All of these mean: You're about to break Acuantia conventions. Follow the patterns above.
Quick Reference
| Pattern | Acuantia Convention |
|---|---|
| ODS tables | Two-argument ref(): ${ref("ods", "table_name")} |
| Looker intermediate views | definitions/intermediate/looker/vw_looker_*.sqlx (type: "view") |
| Looker output tables | definitions/output/looker/looker_*.sqlx (type: "table", sources from vw_looker_*) |
| Looker schema | Intermediate: schema: "dataform", Output: schema: "looker" (NOT "looker_prod") |
| Reports tables | definitions/output/reports/*.sqlx (use schema: "reports" NOT "reports_prod") |
| Reports collation | Use COLLATE 'und:ci' for string columns (case-insensitive for Google Sheets) |
| Schema suffixes | NEVER hardcode _prod or _dev - use --schema-suffix flag instead |
| Config name | Omit name: if it matches filename - only specify when different |
| CallRail data | acuantia.callrail_api.* |
| Dialpad data | acuantia.dialpad_api.* |
| HubSpot data | acuantia.hubspot.* |
| Magento data | acuantia.magento_rotoplas_me_22_prod.* |
| Dev testing | --schema-suffix dev (see dataform-engineering-fundamentals) |
| Looker metadata | Run node scripts/updateLookerDescriptions.js |
Summary
This skill adds only Acuantia-specific patterns.
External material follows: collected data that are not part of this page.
//! Conversion between [`Index`] and its FlatBuffers wire form.

use flatbuffers::{FlatBufferBuilder, WIPOffset};

use crate::digest::{Descriptor, Digest};
use crate::error::IndexError;
use crate::fbs;
use crate::model::{
    CompressionAlgorithm, CompressionInfo, EntryType, FileMetadata, FormatVersion, Index, Toc,
    Xattr,
};

const INITIAL_CAPACITY: usize = 4096;

// =============================================================================
// Encoding
// =============================================================================

pub(crate) fn encode(index: &Index) -> Vec<u8> {
    let mut fbb = FlatBufferBuilder::with_capacity(INITIAL_CAPACITY);

    let version = fbb.create_string(&index.version);
    let build_tool = fbb.create_string(&index.build_tool_identifier);
    let toc = write_toc(&mut fbb, &index.toc);
    let compression_info = write_compression_info(&mut fbb, &index.compression_info);
    let blobs: Vec<_> = index
        .blobs
        .iter()
        .map(|blob| write_blob(&mut fbb, blob))
        .collect();
    let blobs = fbb.create_vector(&blobs);

    let start = fbb.start_table();
    fbb.push_slot::<i64>(
        fbs::Index::VT_COMPRESSED_ARCHIVE_SIZE,
        index.compressed_archive_size,
        0,
    );
    fbb.push_slot::<i64>(
        fbs::Index::VT_UNCOMPRESSED_ARCHIVE_SIZE,
        index.uncompressed_archive_size,
        0,
    );
    fbb.push_slot_always(fbs::Index::VT_VERSION, version);
    fbb.push_slot_always(fbs::Index::VT_BUILD_TOOL_IDENTIFIER, build_tool);
    fbb.push_slot_always(fbs::Index::VT_TOC, toc);
    fbb.push_slot_always(fbs::Index::VT_COMPRESSION_INFO, compression_info);
    fbb.push_slot_always(fbs::Index::VT_BLOBS, blobs);
    let root = fbb.end_table(start);

    fbb.finish(WIPOffset::<fbs::Index>::new(root.value()), None);
    fbb.finished_data().to_vec()
}

fn write_toc<'fbb>(fbb: &mut FlatBufferBuilder<'fbb>, toc: &Toc) -> WIPOffset<fbs::Toc<'fbb>> {
    let entries: Vec<_> = toc
        .metadata
        .iter()
        .map(|entry| write_file_metadata(fbb, entry))
        .collect();
    let entries = fbb.create_vector(&entries);

    let start = fbb.start_table();
    fbb.push_slot_always(fbs::Toc::VT_METADATA, entries);
    WIPOffset::new(fbb.end_table(start).value())
}

fn write_file_metadata<'fbb>(
    fbb: &mut FlatBufferBuilder<'fbb>,
    entry: &FileMetadata,
) -> WIPOffset<fbs::FileMetadata<'fbb>> {
    let xattrs: Vec<_> = entry
        .xattrs
        .iter()
        .map(|xattr| write_xattr(fbb, xattr))
        .collect();
    let xattrs = fbb.create_vector(&xattrs);
    let name = fbb.create_string(&entry.name);
    let entry_type = fbb.create_string(entry.entry_type.as_str());
    let linkname = fbb.create_string(&entry.linkname);
    let uname = fbb.create_string(&entry.uname);
    let gname = fbb.create_string(&entry.gname);
    let mod_time = fbb.create_string(&entry.mod_time);

    let start = fbb.start_table();
    fbb.push_slot::<i64>(
        fbs::FileMetadata::VT_UNCOMPRESSED_OFFSET,
        entry.uncompressed_offset,
        0,
    );
    fbb.push_slot::<i64>(
        fbs::FileMetadata::VT_UNCOMPRESSED_SIZE,
        entry.uncompressed_size,
        0,
    );
    fbb.push_slot::<i64>(fbs::FileMetadata::VT_MODE, entry.mode, 0);
    fbb.push_slot::<i64>(fbs::FileMetadata::VT_DEVMAJOR, entry.devmajor, 0);
    fbb.push_slot::<i64>(fbs::FileMetadata::VT_DEVMINOR, entry.devminor, 0);
    fbb.push_slot_always(fbs::FileMetadata::VT_NAME, name);
    fbb.push_slot_always(fbs::FileMetadata::VT_TYPE, entry_type);
    fbb.push_slot_always(fbs::FileMetadata::VT_LINKNAME, linkname);
    fbb.push_slot::<u32>(fbs::FileMetadata::VT_UID, entry.uid, 0);
    fbb.push_slot::<u32>(fbs::FileMetadata::VT_GID, entry.gid, 0);
    fbb.push_slot_always(fbs::FileMetadata::VT_UNAME, uname);
    fbb.push_slot_always(fbs::FileMetadata::VT_GNAME, gname);
    fbb.push_slot_always(fbs::FileMetadata::VT_MOD_TIME, mod_time);
    fbb.push_slot_always(fbs::FileMetadata::VT_XATTRS, xattrs);
    WIPOffset::new(fbb.end_table(start).value())
}

fn write_xattr<'fbb>(
    fbb: &mut FlatBufferBuilder<'fbb>,
    xattr: &Xattr,
) -> WIPOffset<fbs::Xattr<'fbb>> {
    let key = fbb.create_string(&xattr.key);
    let value = fbb.create_string(&xattr.value);

    let start = fbb.start_table();
    fbb.push_slot_always(fbs::Xattr::VT_KEY, key);
    fbb.push_slot_always(fbs::Xattr::VT_VALUE, value);
    WIPOffset::new(fbb.end_table(start).value())
}

fn write_compression_info<'fbb>(
    fbb: &mut FlatBufferBuilder<'fbb>,
    info: &CompressionInfo,
) -> WIPOffset<fbs::CompressionInfo<'fbb>> {
    let span_digests: Vec<_> = info
        .span_digests
        .iter()
        .map(|digest| fbb.create_string(&digest.to_string()))
        .collect();
    let span_digests = fbb.create_vector(&span_digests);
    let checkpoints = fbb.create_vector(&info.checkpoints);

    let start = fbb.start_table();
    fbb.push_slot_always(fbs::CompressionInfo::VT_SPAN_DIGESTS, span_digests);
    fbb.push_slot_always(fbs::CompressionInfo::VT_CHECKPOINTS, checkpoints);
    fbb.push_slot::<i32>(fbs::CompressionInfo::VT_MAX_SPAN_ID, info.max_span_id, 0);
    fbb.push_slot::<i8>(
        fbs::CompressionInfo::VT_COMPRESSION_ALGORITHM,
        info.algorithm.tag(),
        fbs::CompressionInfo::DEFAULT_COMPRESSION_ALGORITHM,
    );
    WIPOffset::new(fbb.end_table(start).value())
}

fn write_blob<'fbb>(
    fbb: &mut FlatBufferBuilder<'fbb>,
    blob: &Descriptor,
) -> WIPOffset<fbs::BlobDescriptor<'fbb>> {
    let media_type = blob
        .media_type
        .as_deref()
        .map(|media_type| fbb.create_string(media_type));
    let digest = fbb.create_string(&blob.digest.to_string());
    let size = wire_size(blob.size);

    let start = fbb.start_table();
    fbb.push_slot::<i64>(fbs::BlobDescriptor::VT_SIZE, size, 0);
    if let Some(media_type) = media_type {
        fbb.push_slot_always(fbs::BlobDescriptor::VT_MEDIA_TYPE, media_type);
    }
    fbb.push_slot_always(fbs::BlobDescriptor::VT_DIGEST, digest);
    WIPOffset::new(fbb.end_table(start).value())
}

/// Blob sizes are `long` on the wire. Content past `i64::MAX` bytes cannot
/// exist, so a larger size is a caller bug: it panics in debug builds and is
/// clamped in release builds, where the clamped size then fails verification.
fn wire_size(size: u64) -> i64 {
    debug_assert!(
        i64::try_from(size).is_ok(),
        "blob size {size} does not fit the index format"
    );
    i64::try_from(size).unwrap_or(i64::MAX)
}

// =============================================================================
// Decoding
// =============================================================================

pub(crate) fn decode(buf: &[u8]) -> Result<Index, IndexError> {
    let root = fbs::root(buf)?;

    let version = root
        .version()
        .filter(|v| !v.is_empty())
        .ok_or(IndexError::MissingField("version"))?;
    let parsed = FormatVersion::parse(version)?;
    if !parsed.is_supported() {
        return Err(IndexError::UnsupportedVersion {
            found: version.to_string(),
            supported: FormatVersion::CURRENT.major,
        });
    }

    let toc = root.toc().ok_or(IndexError::MissingField("toc"))?;
    let compression_info = root
        .compression_info()
        .ok_or(IndexError::MissingField("compression_info"))?;

    Ok(Index {
        version: version.to_string(),
        build_tool_identifier: root.build_tool_identifier().unwrap_or_default().to_string(),
        compressed_archive_size: root.compressed_archive_size(),
        uncompressed_archive_size: root.uncompressed_archive_size(),
        toc: read_toc(toc),
        compression_info: read_compression_info(compression_info)?,
        blobs: read_blobs(&root)?,
    })
}

fn read_toc(toc: fbs::Toc<'_>) -> Toc {
    let metadata = toc
        .metadata()
        .map(|entries| entries.iter().map(read_file_metadata).collect())
        .unwrap_or_default();
    Toc { metadata }
}

fn read_file_metadata(entry: fbs::FileMetadata<'_>) -> FileMetadata {
    let xattrs = entry
        .xattrs()
        .map(|xattrs| {
            xattrs
                .iter()
                .map(|x| Xattr::new(x.key().unwrap_or_default(), x.value().unwrap_or_default()))
                .collect()
        })
        .unwrap_or_default();

    FileMetadata {
        name: entry.name().unwrap_or_default().to_string(),
        entry_type: EntryType::from(entry.type_().unwrap_or_default()),
        uncompressed_offset: entry.uncompressed_offset(),
        uncompressed_size: entry.uncompressed_size(),
        linkname: entry.linkname().unwrap_or_default().to_string(),
        mode: entry.mode(),
        uid: entry.uid(),
        gid: entry.gid(),
        uname: entry.uname().unwrap_or_default().to_string(),
        gname: entry.gname().unwrap_or_default().to_string(),
        mod_time: entry.mod_time().unwrap_or_default().to_string(),
        devmajor: entry.devmajor(),
        devminor: entry.devminor(),
        xattrs,
    }
}

fn read_compression_info(info: fbs::CompressionInfo<'_>) -> Result<CompressionInfo, IndexError> {
    let algorithm = CompressionAlgorithm::from_tag(info.compression_algorithm())?;
    let max_span_id = info.max_span_id();

    let span_digests = info
        .span_digests()
        .map(|digests| {
            digests
                .iter()
                .enumerate()
                .map(|(span, digest)| {
                    Digest::parse(digest)
                        .map_err(|source| IndexError::InvalidSpanDigest { span, source })
                })
                .collect::<Result<Vec<_>, _>>()
        })
        .transpose()?
        .unwrap_or_default();

    // One digest per span, `max_span_id + 1` of them.
    let expected = i64::from(max_span_id) + 1;
    if expected != span_digests.len() as i64 {
        return Err(IndexError::SpanCountMismatch {
            max_span_id,
            expected,
            found: span_digests.len(),
        });
    }

    Ok(CompressionInfo {
        algorithm,
        max_span_id,
        span_digests,
        checkpoints: info
            .checkpoints()
            .map(|c| c.bytes().to_vec())
            .unwrap_or_default(),
    })
}

fn read_blobs(root: &fbs::Index<'_>) -> Result<Vec<Descriptor>, IndexError> {
    let Some(blobs) = root.blobs() else {
        return Ok(Vec::new());
    };

    blobs
        .iter()
        .enumerate()
        .map(|(position, blob)| {
            let digest = Digest::parse(blob.digest().unwrap_or_default())
                .map_err(|source| IndexError::InvalidBlobDigest { position, source })?;
            let size = u64::try_from(blob.size()).map_err(|_| IndexError::NegativeBlobSize {
                position,
                size: blob.size(),
            })?;
            Ok(Descriptor {
                media_type: blob.media_type().map(str::to_string),
                digest,
                size,
            })
        })
        .collect()
}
For all generic Dataform practices:
- TDD workflow
- Safety practices
- ${ref()} enforcement (general cases)
- Documentation standards
- Architecture patterns
- Troubleshooting
→ See dataform-engineering-fundamentals skill.
The patterns in this skill (ODS two-arg ref, looker_ prefix, Acuantia datasets, cross-project coordination) are required additions to the generic foundation, not replacements.